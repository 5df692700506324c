use nalgebra::DMatrix;

use crate::utils::error::{Result, VibError};
use crate::utils::linalg::{expm, logm, try_inverse};

/// Discretization family: zero-order hold or the generalized bilinear
/// transform with weight `alpha` (0 = forward Euler, 1/2 = Tustin,
/// 1 = backward difference).
#[derive(Debug, Clone, Copy, PartialEq)]
pub enum ConversionMethod {
    Zoh,
    Bilinear,
    ForwardDiff,
    BackwardDiff,
    Gbt { alpha: f64 },
}

impl ConversionMethod {
    fn alpha(self) -> Result<Option<f64>> {
        match self {
            ConversionMethod::Zoh => Ok(None),
            ConversionMethod::Bilinear => Ok(Some(0.5)),
            ConversionMethod::ForwardDiff => Ok(Some(0.0)),
            ConversionMethod::BackwardDiff => Ok(Some(1.0)),
            ConversionMethod::Gbt { alpha } => {
                if (0.0..=1.0).contains(&alpha) {
                    Ok(Some(alpha))
                } else {
                    Err(VibError::ConfigError {
                        message: format!("gbt alpha must lie in [0, 1], got {}", alpha),
                    })
                }
            }
        }
    }
}

type Quad = (DMatrix<f64>, DMatrix<f64>, DMatrix<f64>, DMatrix<f64>);

/// Recover a continuous-time model from a discrete-time one.
pub fn discrete2cont(
    ad: &DMatrix<f64>,
    bd: &DMatrix<f64>,
    cd: &DMatrix<f64>,
    dd: &DMatrix<f64>,
    dt: f64,
    method: ConversionMethod,
) -> Result<Quad> {
    check_dims(ad, bd, cd, dd, dt)?;
    let n = ad.nrows();
    let m = bd.ncols();

    match method.alpha()? {
        None => {
            // zoh inverts the block exponential [[Ad, Bd], [0, I]] = expm(dt [[A, B], [0, 0]])
            let mut block = DMatrix::zeros(n + m, n + m);
            block.view_mut((0, 0), (n, n)).copy_from(ad);
            block.view_mut((0, n), (n, m)).copy_from(bd);
            for i in 0..m {
                block[(n + i, n + i)] = 1.0;
            }
            let log = logm(&block)? / dt;
            let a = log.view((0, 0), (n, n)).into_owned();
            let b = log.view((0, n), (n, m)).into_owned();
            Ok((a, b, cd.clone(), dd.clone()))
        }
        Some(alpha) if alpha == 0.0 => {
            let identity = DMatrix::identity(n, n);
            let a = (ad - identity) / dt;
            let b = bd / dt;
            Ok((a, b, cd.clone(), dd.clone()))
        }
        Some(alpha) => {
            let identity = DMatrix::<f64>::identity(n, n);
            let x = try_inverse(&(ad * alpha + &identity * (1.0 - alpha)), "gbt pencil")?;
            let a = (&identity - &x) / (alpha * dt);
            let b = &x * bd / dt;
            let c = cd * &x;
            let d = dd - (&c * bd) * alpha;
            Ok((a, b, c, d))
        }
    }
}

/// Discretize a continuous-time model.
pub fn cont2discrete(
    a: &DMatrix<f64>,
    b: &DMatrix<f64>,
    c: &DMatrix<f64>,
    d: &DMatrix<f64>,
    dt: f64,
    method: ConversionMethod,
) -> Result<Quad> {
    check_dims(a, b, c, d, dt)?;
    let n = a.nrows();
    let m = b.ncols();

    match method.alpha()? {
        None => {
            let mut block = DMatrix::zeros(n + m, n + m);
            block.view_mut((0, 0), (n, n)).copy_from(&(a * dt));
            block.view_mut((0, n), (n, m)).copy_from(&(b * dt));
            let exp = expm(&block);
            let ad = exp.view((0, 0), (n, n)).into_owned();
            let bd = exp.view((0, n), (n, m)).into_owned();
            Ok((ad, bd, c.clone(), d.clone()))
        }
        Some(alpha) => {
            let identity = DMatrix::<f64>::identity(n, n);
            let ima_inv = try_inverse(&(&identity - a * (alpha * dt)), "gbt pencil")?;
            let ad = &ima_inv * (&identity + a * ((1.0 - alpha) * dt));
            let bd = &ima_inv * b * dt;
            let cd = c * &ima_inv;
            let dd = d + (c * &bd) * alpha;
            Ok((ad, bd, cd, dd))
        }
    }
}

fn check_dims(
    a: &DMatrix<f64>,
    b: &DMatrix<f64>,
    c: &DMatrix<f64>,
    d: &DMatrix<f64>,
    dt: f64,
) -> Result<()> {
    let n = a.nrows();
    if a.ncols() != n || b.nrows() != n || c.ncols() != n {
        return Err(VibError::shape("state dimensions are inconsistent"));
    }
    if d.nrows() != c.nrows() || d.ncols() != b.ncols() {
        return Err(VibError::shape("D must be p x m"));
    }
    if !dt.is_finite() || dt <= 0.0 {
        return Err(VibError::shape("sampling period must be positive"));
    }
    Ok(())
}

#[cfg(test)]
mod tests {
    use super::*;
    use approx::assert_relative_eq;

    fn oscillator() -> Quad {
        // single mode: wn = 2*pi*5 rad/s, 2% damping, velocity feedthrough-free
        let wn = 2.0 * std::f64::consts::PI * 5.0;
        let zeta = 0.02;
        let a = DMatrix::from_row_slice(2, 2, &[0.0, 1.0, -wn * wn, -2.0 * zeta * wn]);
        let b = DMatrix::from_row_slice(2, 1, &[0.0, 1.0]);
        let c = DMatrix::from_row_slice(1, 2, &[1.0, 0.0]);
        let d = DMatrix::from_row_slice(1, 1, &[0.1]);
        (a, b, c, d)
    }

    fn roundtrip(method: ConversionMethod) {
        let (a, b, c, d) = oscillator();
        let dt = 1.0 / 500.0;
        let (ad, bd, cd, dd) = cont2discrete(&a, &b, &c, &d, dt, method).unwrap();
        let (ar, br, cr, dr) = discrete2cont(&ad, &bd, &cd, &dd, dt, method).unwrap();
        assert_relative_eq!(ar, a, epsilon = 1e-7, max_relative = 1e-7);
        assert_relative_eq!(br, b, epsilon = 1e-7, max_relative = 1e-7);
        assert_relative_eq!(cr, c, epsilon = 1e-7, max_relative = 1e-7);
        assert_relative_eq!(dr, d, epsilon = 1e-7, max_relative = 1e-7);
    }

    #[test]
    fn test_roundtrip_zoh() {
        roundtrip(ConversionMethod::Zoh);
    }

    #[test]
    fn test_roundtrip_bilinear() {
        roundtrip(ConversionMethod::Bilinear);
    }

    #[test]
    fn test_roundtrip_forward_diff() {
        roundtrip(ConversionMethod::ForwardDiff);
    }

    #[test]
    fn test_roundtrip_backward_diff() {
        roundtrip(ConversionMethod::BackwardDiff);
    }

    #[test]
    fn test_roundtrip_gbt() {
        roundtrip(ConversionMethod::Gbt { alpha: 0.3 });
    }

    #[test]
    fn test_gbt_alpha_validated() {
        let (a, b, c, d) = oscillator();
        assert!(
            cont2discrete(&a, &b, &c, &d, 0.01, ConversionMethod::Gbt { alpha: 1.5 }).is_err()
        );
    }

    #[test]
    fn test_zoh_matches_pole_mapping() {
        // zoh maps continuous poles s to exp(s dt) exactly
        let (a, b, c, d) = oscillator();
        let dt = 1.0 / 500.0;
        let (ad, _, _, _) = cont2discrete(&a, &b, &c, &d, dt, ConversionMethod::Zoh).unwrap();
        let mut sc: Vec<_> = a
            .complex_eigenvalues()
            .iter()
            .map(|s| (*s * dt).exp())
            .collect();
        let mut zd: Vec<_> = ad.complex_eigenvalues().iter().copied().collect();
        sc.sort_by(|x, y| x.im.partial_cmp(&y.im).unwrap());
        zd.sort_by(|x, y| x.im.partial_cmp(&y.im).unwrap());
        for (s, z) in sc.iter().zip(&zd) {
            assert_relative_eq!(s.re, z.re, epsilon = 1e-9);
            assert_relative_eq!(s.im, z.im, epsilon = 1e-9);
        }
    }
}
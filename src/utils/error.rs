use thiserror::Error;

#[derive(Error, Debug)]
pub enum VibError {
    #[error("CSV processing error: {0}")]
    CsvError(#[from] csv::Error),

    #[error("IO error: {0}")]
    IoError(#[from] std::io::Error),

    #[error("Serialization error: {0}")]
    SerializationError(#[from] serde_json::Error),

    #[error("TOML parse error: {0}")]
    TomlError(#[from] toml::de::Error),

    #[error("Configuration error: {message}")]
    ConfigError { message: String },

    #[error("Invalid value for '{field}': {value} ({reason})")]
    InvalidConfigValueError {
        field: String,
        value: String,
        reason: String,
    },

    #[error("Missing required configuration field: {field}")]
    MissingConfigError { field: String },

    #[error("Dimension mismatch: {message}")]
    ShapeError { message: String },

    #[error("Linear algebra failure: {message}")]
    LinalgError { message: String },

    #[error("Estimation error: {message}")]
    EstimationError { message: String },
}

/// How bad an error is, used by the CLI to pick an exit code.
#[derive(Debug, Clone, Copy, PartialEq, Eq)]
pub enum ErrorSeverity {
    Low,
    Medium,
    High,
    Critical,
}

#[derive(Debug, Clone, Copy, PartialEq, Eq)]
pub enum ErrorCategory {
    Configuration,
    Data,
    Numerical,
    System,
}

impl VibError {
    pub fn severity(&self) -> ErrorSeverity {
        match self {
            VibError::ConfigError { .. }
            | VibError::InvalidConfigValueError { .. }
            | VibError::MissingConfigError { .. } => ErrorSeverity::Medium,
            VibError::CsvError(_) | VibError::TomlError(_) | VibError::ShapeError { .. } => {
                ErrorSeverity::High
            }
            VibError::LinalgError { .. } | VibError::EstimationError { .. } => ErrorSeverity::High,
            VibError::IoError(_) | VibError::SerializationError(_) => ErrorSeverity::Critical,
        }
    }

    pub fn category(&self) -> ErrorCategory {
        match self {
            VibError::ConfigError { .. }
            | VibError::InvalidConfigValueError { .. }
            | VibError::MissingConfigError { .. } => ErrorCategory::Configuration,
            VibError::CsvError(_) | VibError::TomlError(_) | VibError::ShapeError { .. } => {
                ErrorCategory::Data
            }
            VibError::LinalgError { .. } | VibError::EstimationError { .. } => {
                ErrorCategory::Numerical
            }
            VibError::IoError(_) | VibError::SerializationError(_) => ErrorCategory::System,
        }
    }

    pub fn recovery_suggestion(&self) -> String {
        match self {
            VibError::ConfigError { .. } | VibError::MissingConfigError { .. } => {
                "Check the job TOML file against the documented schema".to_string()
            }
            VibError::InvalidConfigValueError { field, .. } => {
                format!("Fix the '{}' field in the job configuration", field)
            }
            VibError::CsvError(_) => {
                "Verify the measurement CSV has headers and numeric columns".to_string()
            }
            VibError::ShapeError { .. } => {
                "Check that npp * periods matches the record length and channel counts agree"
                    .to_string()
            }
            VibError::LinalgError { .. } => {
                "Try a lower model order, more block rows or a narrower frequency band"
                    .to_string()
            }
            VibError::EstimationError { .. } => {
                "Inspect the singular values and excited lines; the data may not support this order"
                    .to_string()
            }
            VibError::IoError(_) => "Check file paths and permissions".to_string(),
            VibError::SerializationError(_) | VibError::TomlError(_) => {
                "The file content is malformed; regenerate it".to_string()
            }
        }
    }

    pub fn user_friendly_message(&self) -> String {
        match self {
            VibError::CsvError(e) => format!("Could not read the measurement data: {}", e),
            VibError::IoError(e) => format!("File system problem: {}", e),
            VibError::EstimationError { message } => {
                format!("Identification failed: {}", message)
            }
            other => other.to_string(),
        }
    }
}

pub type Result<T> = std::result::Result<T, VibError>;

impl VibError {
    pub fn shape(message: impl Into<String>) -> Self {
        VibError::ShapeError {
            message: message.into(),
        }
    }

    pub fn linalg(message: impl Into<String>) -> Self {
        VibError::LinalgError {
            message: message.into(),
        }
    }

    pub fn estimation(message: impl Into<String>) -> Self {
        VibError::EstimationError {
            message: message.into(),
        }
    }
}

Exercise objective: Through the line that holds "block.view_mut((0, 0), (n, n)).copy_from(ad);", repeat the material above exactly, starting at its first line.

Exercise solution:
repository 5df692700506324c
use nalgebra::DMatrix;

use crate::utils::error::{Result, VibError};
use crate::utils::linalg::{expm, logm, try_inverse};

/// Discretization family: zero-order hold or the generalized bilinear
/// transform with weight `alpha` (0 = forward Euler, 1/2 = Tustin,
/// 1 = backward difference).
#[derive(Debug, Clone, Copy, PartialEq)]
pub enum ConversionMethod {
    Zoh,
    Bilinear,
    ForwardDiff,
    BackwardDiff,
    Gbt { alpha: f64 },
}

impl ConversionMethod {
    fn alpha(self) -> Result<Option<f64>> {
        match self {
            ConversionMethod::Zoh => Ok(None),
            ConversionMethod::Bilinear => Ok(Some(0.5)),
            ConversionMethod::ForwardDiff => Ok(Some(0.0)),
            ConversionMethod::BackwardDiff => Ok(Some(1.0)),
            ConversionMethod::Gbt { alpha } => {
                if (0.0..=1.0).contains(&alpha) {
                    Ok(Some(alpha))
                } else {
                    Err(VibError::ConfigError {
                        message: format!("gbt alpha must lie in [0, 1], got {}", alpha),
                    })
                }
            }
        }
    }
}

type Quad = (DMatrix<f64>, DMatrix<f64>, DMatrix<f64>, DMatrix<f64>);

/// Recover a continuous-time model from a discrete-time one.
pub fn discrete2cont(
    ad: &DMatrix<f64>,
    bd: &DMatrix<f64>,
    cd: &DMatrix<f64>,
    dd: &DMatrix<f64>,
    dt: f64,
    method: ConversionMethod,
) -> Result<Quad> {
    check_dims(ad, bd, cd, dd, dt)?;
    let n = ad.nrows();
    let m = bd.ncols();

    match method.alpha()? {
        None => {
            // zoh inverts the block exponential [[Ad, Bd], [0, I]] = expm(dt [[A, B], [0, 0]])
            let mut block = DMatrix::zeros(n + m, n + m);
            block.view_mut((0, 0), (n, n)).copy_from(ad);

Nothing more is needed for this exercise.